On Saturday afternoon, Columbus janitors voted to authorize their bargaining committee to call a strike if it becomes necessary. This is the first time the janitors, who clean the majority of the commercial office space downtown, have authorized a strike.
State Representative Tracy Maxwell Heard (D-Columbus) joined the janitors at the Ohio AFL-CIO office after the vote. “Many of these people work with us every day,” Rep. Heard said. “We absolutely stand on the side of right. That’s the side of fair wages, health care, and treating all people like human beings.”

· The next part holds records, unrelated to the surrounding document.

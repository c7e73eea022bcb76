pub mod postgres_execution_repository;
pub mod postgres_log_repository;

pub use postgres_execution_repository::PostgresExecutionRepository;
pub use postgres_log_repository::PostgresLogRepository;

use std::time::Duration;

use dashboard_core::{config::DatabaseConfig, DashboardResult};
use sqlx::{postgres::PgPoolOptions, PgPool};
use tracing::info;

use crate::error_handling::database_error;

/// 执行历史数据库连接池管理器
///
/// 看板只读取调度器写入的表，不负责迁移。
pub struct DatabaseManager {
    pool: PgPool,
}

impl DatabaseManager {
    pub async fn new(config: &DatabaseConfig) -> DashboardResult<Self> {
        let pool = PgPoolOptions::new()
            .max_connections(config.max_connections)
            .min_connections(config.min_connections)
            .acquire_timeout(Duration::from_secs(config.connection_timeout_seconds))
            .idle_timeout(Duration::from_secs(config.idle_timeout_seconds))
            .connect(&config.url)
            .await
            .map_err(database_error)?;

        info!(max_connections = config.max_connections, "执行历史数据库连接池已创建");
        Ok(Self { pool })
    }

    /// 连接延迟到首次查询，数据库暂时不可达时服务仍可启动
    pub fn connect_lazy(config: &DatabaseConfig) -> DashboardResult<Self> {
        let pool = PgPoolOptions::new()
            .max_connections(config.max_connections)
            .min_connections(config.min_connections)
            .acquire_timeout(Duration::from_secs(config.connection_timeout_seconds))
            .idle_timeout(Duration::from_secs(config.idle_timeout_seconds))
            .connect_lazy(&config.url)
            .map_err(database_error)?;
        Ok(Self { pool })
    }

    pub fn pool(&self) -> &PgPool {
        &self.pool
    }

    pub async fn health_check(&self) -> DashboardResult<()> {
        sqlx::query("SELECT 1")
            .execute(&self.pool)
            .await
            .map_err(database_error)?;
        Ok(())
    }

    pub async fn close(&self) {
        self.pool.close().await;
    }
}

Represented by SEIU Local 1, the janitors returned to the bargaining table with cleaning contractors on Monday, July 15. The cleaning companies have maintained their intention to freeze wages for at least two years and to cut janitors’ hours, disqualifying them for company-provided health coverage.
On average, full-time janitors in Columbus are paid just over $18,000 a year, well below the federal poverty line for a family of four. “By contrast, the CEOs of Columbus’ Fortune 1000 companies took home more than $133 million in 2012,” said Ivan Moreno of the SEIU.

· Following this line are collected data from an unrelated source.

use axum::{
    body::Bytes,
    extract::{Path, Query, State},
    response::IntoResponse,
};
use dashboard_domain::{parse_after, CatalogFilter};
use serde::Deserialize;

use crate::{
    error::ApiResult,
    response::{accepted, success},
    routes::AppState,
};

/// 任务目录查询参数
#[derive(Debug, Default, Deserialize)]
pub struct CatalogQueryParams {
    pub q: Option<String>,
    #[serde(default)]
    pub ignore_case: bool,
}

impl From<CatalogQueryParams> for CatalogFilter {
    fn from(params: CatalogQueryParams) -> Self {
        CatalogFilter {
            query: params.q,
            ignore_case: params.ignore_case,
        }
    }
}

/// 任务详情查询参数
#[derive(Debug, Default, Deserialize)]
pub struct TaskDetailQueryParams {
    pub vhost: Option<String>,
    /// 上一页最后一行的游标
    pub after: Option<String>,
}

/// 获取任务目录
pub async fn list_tasks(
    State(state): State<AppState>,
    Query(params): Query<CatalogQueryParams>,
) -> ApiResult<impl IntoResponse> {
    let filter = CatalogFilter::from(params);
    let catalog = state.dashboard.task_catalog(&filter).await?;
    Ok(success(catalog))
}

/// 获取任务详情和一页执行历史
pub async fn get_task(
    State(state): State<AppState>,
    Path(name): Path<String>,
    Query(params): Query<TaskDetailQueryParams>,
) -> ApiResult<impl IntoResponse> {
    let after = parse_after(params.after.as_deref())?;
    let detail = state
        .dashboard
        .task_detail(&name, params.vhost.as_deref(), after)
        .await?;
    Ok(success(detail))
}

/// 以请求体作为参数派发任务
///
/// 请求体必须是JSON对象，解析后重新序列化再转发给调度器，不保留原始的字段顺序和数字写法。
pub async fn dispatch_task(
    State(state): State<AppState>,
    Path(name): Path<String>,
    body: Bytes,
) -> ApiResult<impl IntoResponse> {
    let parameters: serde_json::Value = serde_json::from_slice(&body)?;
    let accepted_dispatch = state.dashboard.dispatch(&name, parameters).await?;
    Ok(accepted(accepted_dispatch))
}
use std::time::Duration;

use anyhow::{Context, Result};
use clap::{Arg, Command};
use dashboard_core::config::{AppConfig, LogFormat};
use metrics_exporter_prometheus::{PrometheusBuilder, PrometheusHandle};
use tracing::{error, info};
use tracing_subscriber::{layer::SubscriberExt, util::SubscriberInitExt, EnvFilter};

mod app;
mod shutdown;

use app::Application;
use shutdown::{run_until_shutdown, wait_for_shutdown_signal, ShutdownManager};

#[tokio::main]
async fn main() -> Result<()> {
    let matches = Command::new("zsched-dashboard")
        .version(env!("CARGO_PKG_VERSION"))
        .about("任务调度系统运维看板")
        .arg(
            Arg::new("config")
                .short('c')
                .long("config")
                .value_name("FILE")
                .help("配置文件路径，未指定时依次查找默认位置"),
        )
        .arg(
            Arg::new("log-level")
                .short('l')
                .long("log-level")
                .value_name("LEVEL")
                .help("日志级别，覆盖配置文件")
                .value_parser(["trace", "debug", "info", "warn", "error"]),
        )
        .arg(
            Arg::new("log-format")
                .long("log-format")
                .value_name("FORMAT")
                .help("日志格式，覆盖配置文件")
                .value_parser(["json", "pretty"]),
        )
        .get_matches();

    let config_path = matches.get_one::<String>("config").map(String::as_str);
    let config = AppConfig::load(config_path)
        .with_context(|| format!("加载配置失败: {}", config_path.unwrap_or("默认路径")))?;

    let log_level = matches
        .get_one::<String>("log-level")
        .cloned()
        .unwrap_or_else(|| config.observability.log_level.clone());
    let log_format = match matches.get_one::<String>("log-format").map(String::as_str) {
        Some("json") => LogFormat::Json,
        Some(_) => LogFormat::Pretty,
        None => config.observability.log_format,
    };
    init_logging(&log_level, log_format)?;

    info!("启动任务调度系统运维看板");

    let metrics = if config.observability.metrics_enabled {
        Some(install_metrics_recorder()?)
    } else {
        None
    };

    let app = Application::new(config, metrics)?;
    let shutdown_manager = ShutdownManager::new();

    let shutdown_rx = shutdown_manager.subscribe().await;
    let service = async move { app.run(shutdown_rx).await };

    if let Err(e) = run_until_shutdown(
        service,
        wait_for_shutdown_signal(),
        &shutdown_manager,
        Duration::from_secs(30),
    )
    .await
    {
        error!("看板服务运行失败: {e:#}");
        return Err(e);
    }
    info!("看板服务已关闭");

    Ok(())
}

/// 初始化日志系统，`RUST_LOG` 优先于配置的日志级别
fn init_logging(log_level: &str, log_format: LogFormat) -> Result<()> {
    let env_filter =
        EnvFilter::try_from_default_env().unwrap_or_else(|_| EnvFilter::new(log_level));

    let registry = tracing_subscriber::registry().with(env_filter);

    match log_format {
        LogFormat::Json => registry
            .with(tracing_subscriber::fmt::layer().json())
            .try_init()
            .context("初始化JSON日志格式失败")?,
        LogFormat::Pretty => registry
            .with(tracing_subscriber::fmt::layer().pretty())
            .try_init()
            .context("初始化Pretty日志格式失败")?,
    }

    Ok(())
}

fn install_metrics_recorder() -> Result<PrometheusHandle> {
    PrometheusBuilder::new()
        .install_recorder()
        .context("安装Prometheus指标记录器失败")
}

According to The Ohio Poverty Report, the poverty rate in Columbus rose from 14.8 % in 1999 to 21.8% in 2011.
“We’re fighting for good jobs for ourselves and for the next generation,” said janitor Dwayne Paige. “I want my daughter to have a better future, and that’s not going to happen if wages for working people stay the same while everything else goes up.”
The janitors have been working without a contract since December. Janitors and representatives for cleaning contractors are scheduled to meet again on Monday, August 5.